Pour changer de perspective direction les bords de Seine. Une gare, ce sera bien pour voyager. Une voiture 14, ce serait parfait. Mais à Orsay, il ne reste que la carcasse. Exit les quais, les départs éplorés dans la vapeur blanche. Mais l’essentiel subsiste. Le voyage reste présent à chaque étage. Ce musée monde aux proportions délirantes abrite des tribus toutes plus émouvantes les unes que les autres : impressionnistes, sculpteurs, gribouilleurs du quotidien, croqueurs de la substantifique moelle de la vie, photographes d’instants épiques et anodins, enjoliveurs de réalité… Orsay a perdu ses trains, mais reste un fabuleux tremplins pour des étudiants équipés de carnets à dessins, des touristes iPadés, des flâneurs déboussolés, des wannabe artistes en attente d’être illuminés, des kids rigolards ou effrayés, des Arsène Lupin monoclés… La scène est magistrale, l’exploration infinie.

Lundi… Reprise. Puis non. Le WE joue les prolongations. Les travailleurs reprennent leur course pendant que je reste à l’horizontale. Lombaires broyées par la marche, le froid, l’âge, le skate, l’hérédité. Fuck. Le plafond comme compagnon. Jolie page blanche au-dessus du métro du même nom. Écrire pour se balader, se souvenir, partager. 
 Et puis bouger.
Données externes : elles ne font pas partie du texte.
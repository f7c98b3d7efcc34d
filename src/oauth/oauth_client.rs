use super::OAuthEndpoints;
use crate::{api::DirectError, api::TransportError, config::Credentials};
use serde::{Deserialize, Serialize};
use std::fmt;
use tracing::debug;

/// The endpoint leveraged for obtaining an access token.
pub const ACCESS_TOKEN_ENDPOINT: &str = "https://oauth.yandex.ru/token";

/// An opaque OAuth2 access token, sent within every request envelope.
#[derive(Clone, PartialEq, Eq, Hash, Serialize, Deserialize)]
#[serde(transparent)]
pub struct AccessToken(String);

impl AccessToken {
    pub fn new(token: impl Into<String>) -> Self {
        Self(token.into())
    }

    pub fn as_str(&self) -> &str {
        &self.0
    }
}

impl From<String> for AccessToken {
    fn from(token: String) -> Self {
        Self(token)
    }
}

// Tokens are as good as passwords; keep them out of logs.
impl fmt::Debug for AccessToken {
    fn fmt(&self, f: &mut fmt::Formatter<'_>) -> fmt::Result {
        f.write_str("AccessToken(<redacted>)")
    }
}

/// The token endpoint answers with either a token or an error.
#[derive(Deserialize, Debug)]
struct TokenResponse {
    access_token: Option<String>,
    error: Option<String>,
    error_description: Option<String>,
}

/// Exchanges an authorization code for an access token via OAuth2.
///
/// `http` should come from [`crate::api::http_client`], so that the configured
/// user agent, timeouts and TLS settings apply here too.
pub async fn exchange_code(
    http: &reqwest::Client,
    endpoints: &OAuthEndpoints,
    credentials: &Credentials,
    code: &str,
) -> Result<AccessToken, DirectError> {
    let result = http
        .post(&endpoints.token)
        .form(&[
            ("grant_type", "authorization_code"),
            ("code", code),
            ("client_id", credentials.client_id.as_str()),
            ("client_secret", credentials.client_secret.as_str()),
        ])
        .send()
        .await
        .map_err(TransportError::Http)?;

    // Refusals come back as 400 with a JSON body, so we parse regardless of status.
    let status = result.status();
    let response_text = result.text().await.map_err(TransportError::Http)?;
    debug!(%status, "received token response");

    let response: TokenResponse =
        serde_json::from_str(&response_text).map_err(DirectError::TokenResponse)?;
    match response {
        TokenResponse {
            access_token: Some(token),
            error: None,
            ..
        } => Ok(AccessToken::new(token)),
        TokenResponse {
            error,
            error_description,
            ..
        } => Err(DirectError::OAuth {
            error: error.unwrap_or_else(|| format!("no access token in HTTP {status} response")),
            description: error_description,
        }),
    }
}

#[cfg(test)]
mod tests {
    use super::*;
    use crate::{api::http_client, config::DirectConfig};
    use mockito::Matcher;

    fn http() -> reqwest::Client {
        http_client(&DirectConfig::default()).unwrap()
    }

    fn credentials() -> Credentials {
        Credentials {
            client_id: "app".to_string(),
            client_secret: "secret".to_string(),
            locale: "ru".to_string(),
            use_sandbox: false,
        }
    }

    fn endpoints(server: &mockito::ServerGuard) -> OAuthEndpoints {
        OAuthEndpoints {
            token: format!("{}/token", server.url()),
            ..Default::default()
        }
    }

    #[tokio::test]
    async fn code_is_exchanged_for_token() {
        let mut server = mockito::Server::new_async().await;
        let mock = server
            .mock("POST", "/token")
            .match_body(Matcher::AllOf(vec![
                Matcher::UrlEncoded("grant_type".into(), "authorization_code".into()),
                Matcher::UrlEncoded("code".into(), "1234567".into()),
                Matcher::UrlEncoded("client_id".into(), "app".into()),
                Matcher::UrlEncoded("client_secret".into(), "secret".into()),
            ]))
            .with_body(r#"{"access_token": "AQAAAAA", "token_type": "bearer", "expires_in": 31536000}"#)
            .create_async()
            .await;

        let token = exchange_code(&http(), &endpoints(&server), &credentials(), "1234567")
            .await
            .unwrap();

        assert_eq!(token.as_str(), "AQAAAAA");
        mock.assert_async().await;
    }

    #[tokio::test]
    async fn refusals_carry_remote_error() {
        let mut server = mockito::Server::new_async().await;
        server
            .mock("POST", "/token")
            .with_status(400)
            .with_body(r#"{"error": "invalid_grant", "error_description": "Code has expired"}"#)
            .create_async()
            .await;

        let error = exchange_code(&http(), &endpoints(&server), &credentials(), "stale")
            .await
            .unwrap_err();

        match error {
            DirectError::OAuth { error, description } => {
                assert_eq!(error, "invalid_grant");
                assert_eq!(description.as_deref(), Some("Code has expired"));
            }
            other => panic!("unexpected error: {other:?}"),
        }
    }

    #[tokio::test]
    async fn garbage_responses_are_parse_errors() {
        let mut server = mockito::Server::new_async().await;
        server
            .mock("POST", "/token")
            .with_status(502)
            .with_body("<html>Bad Gateway</html>")
            .create_async()
            .await;

        let error = exchange_code(&http(), &endpoints(&server), &credentials(), "code")
            .await
            .unwrap_err();
        assert!(matches!(error, DirectError::TokenResponse(_)));
    }

    #[tokio::test]
    async fn configured_user_agent_is_sent() {
        let mut server = mockito::Server::new_async().await;
        let mock = server
            .mock("POST", "/token")
            .match_header("user-agent", "directctl-tests")
            .with_body(r#"{"access_token": "AQAAAAA"}"#)
            .create_async()
            .await;

        let config = DirectConfig {
            user_agent: "directctl-tests".to_string(),
            ..Default::default()
        };
        let http = http_client(&config).unwrap();
        exchange_code(&http, &endpoints(&server), &credentials(), "1234567")
            .await
            .unwrap();

        mock.assert_async().await;
    }

    #[test]
    fn tokens_are_redacted() {
        assert_eq!(
            format!("{:?}", AccessToken::new("very-secret")),
            "AccessToken(<redacted>)"
        );
    }
}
Découvrir que les trottoirs auraient un sens de circulation au moment où, tel le saumon, tu remontes visiblement du mauvais côté de la rue et qu’un autochtone te glisse à l’oreille un « Trottoir de droite ! » qui ressemble plus à un coup de fouet d’Indiana Jones qu’à un conseil hippie-isé du routard dans sa version cartonnée. Bref. 
 Poussons une porte vitrée à la rencontre d’une créature qui peut sauver la journée : The Hoptimist ! Petit bonhomme dessiné en 1968 par un designer danois, il me regarde et me sourit en dodelinant de la tête. Son corps est un ressort, fermement accroché à ses petits pieds. Brillant, innocent, inlassablement rebondissant, perpétuellement souriant, ce sera dorénavant mon Jiminy Cricket. Parce que ça n’ira jamais mieux en faisant la tronche. Parce que s’arrêter de faire bosser les zygomatiques serait dramatique. Parce que.

Let’s get back in the game. Let’s get crazy with a fucking big C. Une bouche rouge immense. 
 Des néons. Des miroirs, une histoire, des secrets, un espoir. Une rencontre baptisée « Leçon de séduction » avec une des filles. Mika Do. Une silhouette, une démarche, un sourire, une grâce à faire chanceler, une énergie enchantée, une précision à tout envoûter. 
 Marcher, poser son regard, avancer, tourner, être, jouer, elle partage tout. 
 Sans calcul, avant quelques bulles. Showtime. Rideau rouge. Lumière. Lumières. Danse. Ondulations sculpturales. Timing chirurgical. Émerveillement total. 
 La beauté emprunte à la magie. Le sublime crée le silence. Tombé de rideau. Fin. Fou.